- DESCRIPTION OF THE TASK:
Copy out each line below containing "await".

=== Begin Enclosure ===

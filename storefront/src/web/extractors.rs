// storefront/src/web/extractors.rs

use crate::context::RequestContext;
use crate::errors::AppError;
use crate::session::{FlashCategory, Session, SessionUser};
use crate::state::AppState;
use actix_web::{dev::Payload, web, FromRequest, HttpMessage, HttpRequest};
use futures_util::future::{ready, Ready};
use tracing::warn;

fn session_of(req: &HttpRequest) -> Result<Session, AppError> {
  req
    .extensions()
    .get::<Session>()
    .cloned()
    .ok_or_else(|| AppError::Internal("Session middleware is not installed".to_string()))
}

/// Flashes the login prompt and fails with `Unauthenticated` (a redirect to `/login`).
fn login_required(req: &HttpRequest) -> AppError {
  if let Ok(session) = session_of(req) {
    session.flash(FlashCategory::Info, AppError::Unauthenticated.to_string());
  }
  warn!(path = %req.path(), "Anonymous request to a login-only page.");
  AppError::Unauthenticated
}

impl FromRequest for Session {
  type Error = AppError;
  type Future = Ready<Result<Self, Self::Error>>;

  fn from_request(req: &HttpRequest, _payload: &mut Payload) -> Self::Future {
    ready(session_of(req))
  }
}

/// The logged-in user; anonymous callers are sent to the login page.
#[derive(Debug, Clone)]
pub struct CurrentUser(pub SessionUser);

impl FromRequest for CurrentUser {
  type Error = AppError;
  type Future = Ready<Result<Self, Self::Error>>;

  fn from_request(req: &HttpRequest, _payload: &mut Payload) -> Self::Future {
    let result = match session_of(req) {
      Ok(session) => session.user().map(CurrentUser).ok_or_else(|| login_required(req)),
      Err(e) => Err(e),
    };
    ready(result)
  }
}

/// A logged-in user with the admin role.
#[derive(Debug, Clone)]
pub struct AdminUser(pub SessionUser);

impl FromRequest for AdminUser {
  type Error = AppError;
  type Future = Ready<Result<Self, Self::Error>>;

  fn from_request(req: &HttpRequest, _payload: &mut Payload) -> Self::Future {
    let result = match session_of(req).map(|s| s.user()) {
      Ok(Some(user)) if user.is_admin() => Ok(AdminUser(user)),
      Ok(Some(user)) => {
        warn!(user_id = user.id, path = %req.path(), "Non-admin request to an admin page.");
        Err(AppError::Forbidden)
      }
      Ok(None) => Err(login_required(req)),
      Err(e) => Err(e),
    };
    ready(result)
  }
}

impl FromRequest for RequestContext {
  type Error = AppError;
  type Future = Ready<Result<Self, Self::Error>>;

  fn from_request(req: &HttpRequest, _payload: &mut Payload) -> Self::Future {
    let result = match req.app_data::<web::Data<AppState>>() {
      Some(state) => {
        let user = req.extensions().get::<Session>().and_then(Session::user);
        Ok(RequestContext::new(state.get_ref().clone(), user))
      }
      None => Err(AppError::Internal("AppState is not registered".to_string())),
    };
    ready(result)
  }
}
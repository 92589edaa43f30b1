// storefront/src/db/mod.rs

//! SQLite persistence: pool setup, schema migrations, demo seeding, and the
//! per-table query modules.
//!
//! Query functions take any `SqliteExecutor`, so the same call works against
//! the pool or inside a transaction (`&mut *tx`).

pub mod cart;
pub mod categories;
pub mod likes;
pub mod products;
pub mod users;

use crate::config::AppConfig;
use crate::errors::Result;
use sqlx::migrate::Migrator;
use sqlx::sqlite::{SqliteConnectOptions, SqliteJournalMode, SqlitePool, SqlitePoolOptions};
use std::str::FromStr;
use std::time::Duration;
use tracing::{info, instrument};

pub static MIGRATOR: Migrator = sqlx::migrate!("./migrations");

/// How long a writer waits on a locked database before giving up.
const BUSY_TIMEOUT: Duration = Duration::from_secs(5);

#[instrument(name = "db::connect", skip(config), fields(max_connections = config.db_max_connections))]
pub async fn connect(config: &AppConfig) -> Result<SqlitePool> {
  let options = SqliteConnectOptions::from_str(&config.database_url)?
    .create_if_missing(true)
    .foreign_keys(true)
    .journal_mode(SqliteJournalMode::Wal)
    .busy_timeout(BUSY_TIMEOUT);

  let pool = SqlitePoolOptions::new()
    .max_connections(config.db_max_connections)
    .connect_with(options)
    .await?;

  MIGRATOR.run(&pool).await?;
  info!("Database connected and migrations applied.");
  Ok(pool)
}

struct SeedCategory {
  name: &'static str,
  product_name: &'static str,
  price: i64,
  files: &'static [&'static str],
}

const SEED_CATALOG: &[SeedCategory] = &[
  SeedCategory {
    name: "Goggles",
    product_name: "MP XCEED",
    price: 100,
    files: &[
      "goggle1.jpg",
      "goggle2.jpg",
      "goggle3.jpg",
      "goggle4.jpg",
      "goggle5.jpg",
      "goggle6.jpg",
      "goggle7.jpg",
      "goggle8.jpg",
    ],
  },
  SeedCategory {
    name: "Caps",
    product_name: "MP cap",
    price: 50,
    files: &[
      "MPcap.jpg",
      "MPcap2.jpg",
      "MPcap3.jpg",
      "MPcap4.jpg",
      "MPcap5.jpg",
      "MPcap6.webp",
      "MPcap7.jpg",
    ],
  },
  SeedCategory {
    name: "Tech suits",
    product_name: "MP Tech suit",
    price: 200,
    files: &["MPsuit.jpg", "MPsuit2.webp", "MPsuit3.webp", "MPsuit4.png", "MPsuit5.jpg"],
  },
];

/// Fills an empty catalog with the demo categories and products.
/// Returns `false` without touching anything when categories already exist.
#[instrument(name = "db::seed", skip(pool))]
pub async fn seed(pool: &SqlitePool) -> Result<bool> {
  let mut tx = pool.begin().await?;

  let existing: i64 = sqlx::query_scalar("SELECT COUNT(*) FROM categories")
    .fetch_one(&mut *tx)
    .await?;
  if existing > 0 {
    info!(existing, "Catalog already has categories; skipping seed.");
    return Ok(false);
  }

  let mut product_count = 0usize;
  for seed in SEED_CATALOG {
    let category = categories::insert(&mut *tx, seed.name).await?;
    for file in seed.files {
      products::insert(
        &mut *tx,
        seed.product_name,
        seed.price,
        &format!("/static/{}", file),
        Some(category.id),
      )
      .await?;
      product_count += 1;
    }
  }

  tx.commit().await?;
  info!(categories = SEED_CATALOG.len(), products = product_count, "Seeded demo catalog.");
  Ok(true)
}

=== End Enclosure ===

- SOLUTION:
    .await?;
  MIGRATOR.run(&pool).await?;
  let mut tx = pool.begin().await?;
    .await?;
    let category = categories::insert(&mut *tx, seed.name).await?;
      .await?;
  tx.commit().await?;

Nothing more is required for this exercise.